TO THE END OF THE LAND

Co-production of The Cameri Theatre of Tel Aviv and Habima National Theatre

By David Grossman

Adapted and Directed by Hanan Snir

A theatre phenomenon that plays to sold-out houses around Israel, and recently returned from a sold-out run at the Lincoln Center Festival, this drama based on David Grossman’s critically acclaimed novel explores the intertwining threads of love and family between Ora, Ilan, and Avram, who meet as teenagers in a hospital during the Six-Day War
in 1967.
Decades later, when Ora’s son volunteers to go to the Lebanese front, she escapes with Avram to the Galilee, clinging to the superstitious hope that if she can’t be found, she can’t be “notified” of her son’s death.

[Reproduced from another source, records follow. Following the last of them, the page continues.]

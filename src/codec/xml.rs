use serde::Serialize;
use serde::de::DeserializeOwned;

use super::Codec;
use crate::utils::error::CodecError;

/// Root element wrapping every encoded payload.
const XML_ROOT: &str = "message";

#[derive(Debug, Clone, Copy, Default)]
pub struct XmlCodec;

impl Codec for XmlCodec {
    fn name(&self) -> &'static str {
        "xml"
    }

    fn marshal<T: Serialize + ?Sized>(&self, value: &T) -> Result<Vec<u8>, CodecError> {
        quick_xml::se::to_string_with_root(XML_ROOT, value)
            .map(String::into_bytes)
            .map_err(|e| CodecError::Serialize {
                codec: self.name(),
                reason: e.to_string(),
            })
    }

    fn unmarshal<T: DeserializeOwned>(&self, data: &[u8]) -> Result<T, CodecError> {
        let text = std::str::from_utf8(data).map_err(|e| CodecError::Deserialize {
            codec: self.name(),
            reason: e.to_string(),
        })?;
        quick_xml::de::from_str(text).map_err(|e| CodecError::Deserialize {
            codec: self.name(),
            reason: e.to_string(),
        })
    }
}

In director Hanan Snir’s poignant staging, the characters’ ultimately aimless journey, with no defined destination and a constant intrusion of the past, becomes a conduit for the unrelenting sense of existential fragility at the heart of the human condition.
To the End of the Land is a story about love and unrequited love, about friendship and generosity between men, about parenthood and giving, and mostly about “family work” – the almost heroic effort to maintain the delicate fabric of family in face of the violence and terror, but also the beauty and warmth of Israeli reality.

 

David Grossman was born in Jerusalem in 1954. His books have been translated into more than thirty-five languages. He is the author of nine internationally acclaimed novels, three powerful works of non-fiction, and a short story collection, as well as over a dozen children’s books, a children’s opera, and a play. Grossman has been presented with numerous awards including Chevalier de l’Ordre des Artes et des Lettres (France), Prix Eliette Von Karajan (Austria), The Marsh Award for Children’s Literature in Translation (UK), the Buxtehuder Bulle (Germany), the Sapir Prize (Israel), the Premio per la Pace e l’Azione Umanitaria 2006 (City of Rome/Italy), Onorificenza della Stella Solidarita Italiana 2007, Premio Ischia – International Award for Journalism 2007, the EMET Award 2007 (Israel), and the Albatross Prize, awarded by the Gunter Grass Foundation. Grossman was also the recipient of the prestigious Peace Prize of the German Booksellers Association in Frankfurt 2010, and France’s Prix Medicis for translated literature in 2011, as well as the Brenner Prize (Israel) in 2012. In 2013 he received the French Point award for most beloved book by readers and critics (To the End of the Land), and the Italian Fundazione Calcari for Lifetime Achievement. His new novel, A Horse Walks into a Bar, winner of Mann Booker Prize for 2017, has been published internationally in over thirty-five languages throughout 2016-17.

 

Hanan Snir is a graduate of the Department of Theatre Arts at Tel Aviv University and of the Royal Academy of Dramatic Arts, London.
He was a trainee director at the Royal Shakespeare Company under Peter Brook (1970) and directed at the Royal Academy of Dramatic Arts, London (1970-72).
He was a resident director at the Beer Sheva Municipal Theatre (1972-74) and was associate director at the Cameri Theatre of Tel Aviv (1977-82).
Since 1984 he has been associate director at Habima National Theatre, where he was artistic director from 1992-93.
He received the Israeli Academy Prize for Best Production, Best Director, and Best Translator in 2007 for Sophocles’ Antigone, and won Best Play and Best Director in 2015 for Tadeusz Słobodzianek’s Our Class.
He is a certified psychotherapist and holds a diploma in family therapy, psychodrama, and cognitive behavioral therapy, and a Master’s degree in counseling psychology from Boston University.
He has received numerous awards for his productions, most recently the Israeli Theatre Life Achievement Award in 2015.
In May 2017 he won Best Director and Best Playwright for To the End of the Land at the Israel Theatre Awards; the production also won Best Original Israeli Play and Best Actress in a Leading Role.